Pilihan investasi yang menarik untuk dilakukan saat ini adalah Sucorinvest Equity Fund yang telah didistribusikan oleh Bank Commonwealth sejak bulan lalu. Ivan menjelaskan, nasabah Bank Commonwealth menyukai produk dengan catatan kinerja yang baik. Reksa dana saham secara historikal masih memberikan imbal hasil yang tertinggi dalam jangka panjang dibandingkan dengan reksa dana pasar uang, reksa dana pendapatan tetap serta reksa dana campuran.

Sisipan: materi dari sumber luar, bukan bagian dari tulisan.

//! Random mover.

use rand::SeedableRng;
use rand::rngs::StdRng;
use rand::seq::SliceRandom;
use rookery_core::{Board, Move, Side};
use tracing::trace;

use crate::search::{Algorithm, SearchResult, scripted_opening};
use crate::state::ChessState;

/// Player that picks uniformly among all pseudo-legal moves.
///
/// Ignores depth and state, except for the scripted opening.
#[derive(Debug, Clone)]
pub struct Randomized {
    rng: StdRng,
}

impl Randomized {
    /// Create a random player whose choices are fixed by `seed`.
    pub fn new(seed: u64) -> Randomized {
        Randomized::from_rng(StdRng::seed_from_u64(seed))
    }

    /// Create a random player drawing from `rng`.
    pub fn from_rng(rng: StdRng) -> Randomized {
        Randomized { rng }
    }
}

impl Algorithm for Randomized {
    fn name(&self) -> &'static str {
        "random"
    }

    fn search(&mut self, _depth: u8, side: Side, state: ChessState, board: &Board) -> SearchResult {
        if let Some(result) = scripted_opening(board, side, state) {
            return result;
        }

        let moves = board.generate_moves(side);
        let best_move = moves.as_slice().choose(&mut self.rng).copied().unwrap_or(Move::NULL);
        trace!(%side, candidates = moves.len(), chosen = %best_move, "random move");

        SearchResult {
            best_move,
            score: None,
            nodes: 0,
        }
    }
}

#[cfg(test)]
mod tests {
    use std::collections::HashSet;

    use rookery_core::{Board, Piece, Position, Side};

    use super::Randomized;
    use crate::search::Algorithm;
    use crate::state::ChessState;

    #[test]
    fn same_seed_same_moves() {
        let board = Board::new();
        let mut a = Randomized::new(17);
        let mut b = Randomized::new(17);
        for _ in 0..10 {
            assert_eq!(
                a.calculate_move(0, Side::Black, ChessState::Default, &board),
                b.calculate_move(0, Side::Black, ChessState::Default, &board)
            );
        }
    }

    #[test]
    fn picks_only_generated_moves_and_reaches_all_of_them() {
        let board = Board::new();
        let legal = board.generate_moves(Side::White);
        let mut random = Randomized::new(3);
        let mut seen = HashSet::new();
        for _ in 0..1000 {
            let mv = random.calculate_move(2, Side::White, ChessState::Default, &board);
            assert!(legal.contains(mv));
            seen.insert(mv);
        }
        // Every move, including the last one generated, gets picked.
        assert_eq!(seen.len(), legal.len());
        assert!(seen.contains(&legal[legal.len() - 1]));
    }

    #[test]
    fn single_move_is_always_chosen() {
        let board = Board::from_pieces([
            (Piece::WHITE_PAWN, Position::new(3, 5)),
            (Piece::BLACK_KING, Position::new(0, 0)),
        ]);
        let mut random = Randomized::new(0);
        let mv = random.calculate_move(1, Side::White, ChessState::Default, &board);
        assert_eq!(mv.target(), Position::new(3, 4));
    }

    #[test]
    fn no_moves_gives_null() {
        let board = Board::from_pieces([(Piece::BLACK_KING, Position::new(0, 0))]);
        let mut random = Randomized::new(0);
        assert!(random.calculate_move(1, Side::White, ChessState::Default, &board).is_null());
    }
}
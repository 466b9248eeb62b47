//! Perft (performance test) for move generation correctness verification.

use crate::board::Board;
use crate::side::Side;

/// Count the leaf nodes of the legal move tree at the given depth, `side` to move.
///
/// Pseudo-legal moves that leave the mover in check are not counted. Depth 0
/// returns 1 (the current position).
pub fn perft(board: &mut Board, side: Side, depth: usize) -> u64 {
    if depth == 0 {
        return 1;
    }

    let mut nodes = 0u64;
    for mv in board.generate_moves(side) {
        let undo = board.make_move(mv);
        if !board.detect_check(side) {
            nodes += if depth == 1 { 1 } else { perft(board, !side, depth - 1) };
        }
        board.reverse_move(mv, undo);
    }
    nodes
}

/// Run perft with per-move breakdown (useful for debugging).
///
/// Returns a vector of `(move, node_count)` pairs sorted alphabetically.
pub fn divide(board: &mut Board, side: Side, depth: usize) -> Vec<(String, u64)> {
    let mut results = Vec::new();
    for mv in board.generate_moves(side) {
        let undo = board.make_move(mv);
        if !board.detect_check(side) {
            let count = if depth <= 1 { 1 } else { perft(board, !side, depth - 1) };
            results.push((mv.to_string(), count));
        }
        board.reverse_move(mv, undo);
    }
    results.sort_by(|a, b| a.0.cmp(&b.0));
    results
}

#[cfg(test)]
mod tests {
    use super::*;
    use crate::piece::Piece;
    use crate::position::Position;

    #[test]
    fn perft_startpos_depth_1() {
        let mut board = Board::new();
        assert_eq!(perft(&mut board, Side::White, 1), 20);
    }

    #[test]
    fn perft_startpos_depth_2() {
        let mut board = Board::new();
        assert_eq!(perft(&mut board, Side::White, 2), 400);
    }

    #[test]
    fn perft_startpos_depth_3() {
        let mut board = Board::new();
        assert_eq!(perft(&mut board, Side::White, 3), 8_902);
        assert_eq!(board, Board::new(), "perft must leave the board untouched");
    }

    #[test]
    #[ignore] // slow
    fn perft_startpos_depth_4() {
        let mut board = Board::new();
        assert_eq!(perft(&mut board, Side::White, 4), 197_281);
    }

    #[test]
    fn perft_black_mirrors_white() {
        let mut board = Board::new();
        assert_eq!(perft(&mut board, Side::Black, 2), 400);
    }

    #[test]
    fn divide_startpos() {
        let mut board = Board::new();
        let results = divide(&mut board, Side::White, 2);
        assert_eq!(results.len(), 20);
        assert!(results.iter().all(|(_, n)| *n == 20));
        assert_eq!(results[0].0, "a2a3");
    }

    #[test]
    fn pinned_piece_moves_are_not_counted() {
        let mut board = Board::from_pieces([
            (Piece::WHITE_KING, Position::new(4, 7)),
            (Piece::WHITE_KNIGHT, Position::new(4, 6)),
            (Piece::BLACK_ROOK, Position::new(4, 0)),
            (Piece::BLACK_KING, Position::new(0, 0)),
        ]);
        board.set_castling_flags([false, false]);
        // Knight is pinned; king has d1, f1, d2, f2.
        assert_eq!(perft(&mut board, Side::White, 1), 4);
    }
}
//! Search algorithms and the common move-selection contract.

pub mod alphabeta;
pub mod negamax;
pub mod randomized;

use std::fmt;
use std::str::FromStr;

use rookery_core::{Board, Move, Piece, PieceKind, Position, Side};
use tracing::debug;

use crate::error::EngineError;
use crate::state::ChessState;

use self::alphabeta::AlphaBeta;
use self::negamax::NegaMax;
use self::randomized::Randomized;

/// Score representing an unreachable bound. Its negation never overflows.
pub const INF: i32 = i32::MAX;

/// File of the king pawn pushed by the scripted opening.
const OPENING_FILE: i8 = 4;

/// Result of a completed search.
#[derive(Debug, Clone, Copy, PartialEq, Eq)]
pub struct SearchResult {
    /// Move to play, or [`Move::NULL`] if the side has no candidate move.
    pub best_move: Move,
    /// Score of `best_move` from the mover's perspective, when one was searched.
    pub score: Option<i32>,
    /// Nodes visited below the root.
    pub nodes: u64,
}

impl SearchResult {
    /// A result that involved no search.
    fn unscored(best_move: Move) -> SearchResult {
        SearchResult {
            best_move,
            score: None,
            nodes: 0,
        }
    }
}

/// A move-selection strategy.
pub trait Algorithm {
    /// Short lowercase name, used in logs.
    fn name(&self) -> &'static str;

    /// Search `board` for `side`'s move.
    ///
    /// `board` is not modified; implementations work on their own copy.
    fn search(&mut self, depth: u8, side: Side, state: ChessState, board: &Board) -> SearchResult;

    /// Pick `side`'s move, discarding search statistics.
    fn calculate_move(&mut self, depth: u8, side: Side, state: ChessState, board: &Board) -> Move {
        self.search(depth, side, state, board).best_move
    }
}

/// The scripted king-pawn double push for `side`, if it is playable on `board`.
pub fn opening_move(board: &Board, side: Side) -> Option<Move> {
    let pawn = Piece::new(PieceKind::Pawn, side);
    let forward = Position::new(0, -side.sign());
    let from = Position::new(OPENING_FILE, side.pawn_rank());
    let over = from + forward;
    let to = over + forward;

    (board[from] == pawn && board[over].is_null() && board[to].is_null())
        .then(|| Move::new(pawn, from, to))
}

/// Answer from the scripted opening when `state` calls for it.
pub(crate) fn scripted_opening(board: &Board, side: Side, state: ChessState) -> Option<SearchResult> {
    if state != ChessState::Opening {
        return None;
    }
    let mv = opening_move(board, side);
    if mv.is_none() {
        debug!(%side, "scripted opening unavailable, searching instead");
    }
    mv.map(SearchResult::unscored)
}

/// Mutable search state: the working board copy and node counter.
pub(crate) struct SearchContext {
    pub(crate) board: Board,
    pub(crate) nodes: u64,
}

impl SearchContext {
    pub(crate) fn new(board: &Board) -> SearchContext {
        SearchContext {
            board: board.clone(),
            nodes: 0,
        }
    }

    /// Candidate root moves for `side`.
    ///
    /// When `state` says `side` is in check, moves that do not resolve the
    /// check are dropped.
    pub(crate) fn root_moves(&mut self, side: Side, state: ChessState) -> Vec<Move> {
        let moves = self.board.generate_moves(side);
        if !state.is_check_for(side) {
            return moves.into_iter().collect();
        }
        moves
            .into_iter()
            .filter(|&mv| !self.board.detect_check_after(side, mv))
            .collect()
    }

    pub(crate) fn finish(self, algorithm: &str, best_move: Move, score: i32) -> SearchResult {
        let score = (!best_move.is_null()).then_some(score);
        debug!(
            algorithm,
            best = %best_move,
            score = ?score,
            nodes = self.nodes,
            "search finished"
        );
        SearchResult {
            best_move,
            score,
            nodes: self.nodes,
        }
    }
}

/// Selectable algorithm, e.g. from configuration.
#[derive(Debug, Clone, Copy, PartialEq, Eq, Hash, Default)]
pub enum AlgorithmKind {
    /// Negamax with fail-hard alpha-beta pruning.
    #[default]
    AlphaBeta,
    /// Plain negamax.
    NegaMax,
    /// Uniformly random pseudo-legal moves.
    Random,
}

impl AlgorithmKind {
    /// All selectable algorithms.
    pub const ALL: [AlgorithmKind; 3] = [AlgorithmKind::AlphaBeta, AlgorithmKind::NegaMax, AlgorithmKind::Random];

    /// Construct the algorithm. `seed` only affects [`AlgorithmKind::Random`].
    pub fn build(self, seed: u64) -> Box<dyn Algorithm + Send> {
        match self {
            AlgorithmKind::AlphaBeta => Box::new(AlphaBeta::new()),
            AlgorithmKind::NegaMax => Box::new(NegaMax::new()),
            AlgorithmKind::Random => Box::new(Randomized::new(seed)),
        }
    }

    /// Name accepted by [`FromStr`].
    pub const fn name(self) -> &'static str {
        match self {
            AlgorithmKind::AlphaBeta => "alphabeta",
            AlgorithmKind::NegaMax => "negamax",
            AlgorithmKind::Random => "random",
        }
    }
}

impl fmt::Display for AlgorithmKind {
    fn fmt(&self, f: &mut fmt::Formatter<'_>) -> fmt::Result {
        f.write_str(self.name())
    }
}

impl FromStr for AlgorithmKind {
    type Err = EngineError;

    fn from_str(s: &str) -> Result<Self, Self::Err> {
        match s.to_ascii_lowercase().as_str() {
            "alphabeta" | "alpha-beta" | "ab" => Ok(AlgorithmKind::AlphaBeta),
            "negamax" | "nm" => Ok(AlgorithmKind::NegaMax),
            "random" | "randomized" => Ok(AlgorithmKind::Random),
            _ => Err(EngineError::UnknownAlgorithm { name: s.to_string() }),
        }
    }
}
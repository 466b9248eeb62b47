//! Move selection for rookery: alpha-beta, negamax and random players.

pub mod error;
pub mod search;
pub mod state;

pub use error::EngineError;
pub use search::alphabeta::AlphaBeta;
pub use search::negamax::NegaMax;
pub use search::randomized::Randomized;
pub use search::{Algorithm, AlgorithmKind, INF, SearchResult, opening_move};
pub use state::ChessState;
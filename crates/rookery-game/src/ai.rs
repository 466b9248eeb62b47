//! AI-controlled side: searches run on a worker thread.

use std::thread::JoinHandle;

use rookery_core::{Board, Side};
use rookery_engine::{Algorithm, AlgorithmKind, ChessState, SearchResult};
use tracing::{debug, warn};

use crate::error::GameError;

/// Payload returned by the search thread when it finishes.
struct SearchDone {
    result: SearchResult,
    algorithm: Box<dyn Algorithm + Send>,
}

/// Handle to a running search. Redeem it with [`AiController::finish`].
#[must_use = "a search task must be finished to get its move"]
pub struct SearchTask {
    handle: JoinHandle<SearchDone>,
    side: Side,
}

impl SearchTask {
    /// Return `true` once the worker has produced its result.
    pub fn is_finished(&self) -> bool {
        self.handle.is_finished()
    }

    /// The side being searched for.
    pub fn side(&self) -> Side {
        self.side
    }
}

/// Runs one search at a time on a worker thread.
///
/// The algorithm is moved into the worker for the duration of a search and
/// handed back by [`finish`](Self::finish), so a second search cannot start
/// before the first one is collected.
pub struct AiController {
    algorithm: Option<Box<dyn Algorithm + Send>>,
    kind: AlgorithmKind,
    seed: u64,
    depth: u8,
}

impl AiController {
    /// Create a controller searching `depth` plies with `kind`.
    pub fn new(kind: AlgorithmKind, depth: u8, seed: u64) -> AiController {
        AiController {
            algorithm: Some(kind.build(seed)),
            kind,
            seed,
            depth,
        }
    }

    /// Return `true` if no search is in flight.
    pub fn is_idle(&self) -> bool {
        self.algorithm.is_some()
    }

    /// Start searching a copy of `board` for `side`.
    pub fn spawn(&mut self, board: &Board, side: Side, state: ChessState) -> Result<SearchTask, GameError> {
        let mut algorithm = self.algorithm.take().ok_or(GameError::SearchInFlight)?;
        let board = board.clone();
        let depth = self.depth;
        debug!(algorithm = algorithm.name(), %side, depth, %state, "spawning search");

        let handle = std::thread::spawn(move || {
            let result = algorithm.search(depth, side, state, &board);
            SearchDone { result, algorithm }
        });

        Ok(SearchTask { handle, side })
    }

    /// Wait for `task` and return its result.
    pub fn finish(&mut self, task: SearchTask) -> Result<SearchResult, GameError> {
        match task.handle.join() {
            Ok(done) => {
                self.algorithm = Some(done.algorithm);
                Ok(done.result)
            }
            Err(_) => {
                warn!(side = %task.side, "search worker panicked, rebuilding algorithm");
                self.algorithm = Some(self.kind.build(self.seed));
                Err(GameError::SearchPanicked)
            }
        }
    }

    /// Search `board` for `side`, blocking until done.
    pub fn search(&mut self, board: &Board, side: Side, state: ChessState) -> Result<SearchResult, GameError> {
        let task = self.spawn(board, side, state)?;
        self.finish(task)
    }
}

“Oleh karena itu, kami memutuskan memulai kerja sama dalam mendistribusikan reksa dana di bawah kelolaan Sucorinvest Asset Management yaitu Sucorinvest Equity Fund di mana secara kinerja produk ini memberikan imbal hasil sebesar 79,27% dalam 3 tahun terakhir, sementara tolok ukur IHSG memberikan imbal hasil sebesar 26,75% (data per Juni 2019),” jelas Ivan.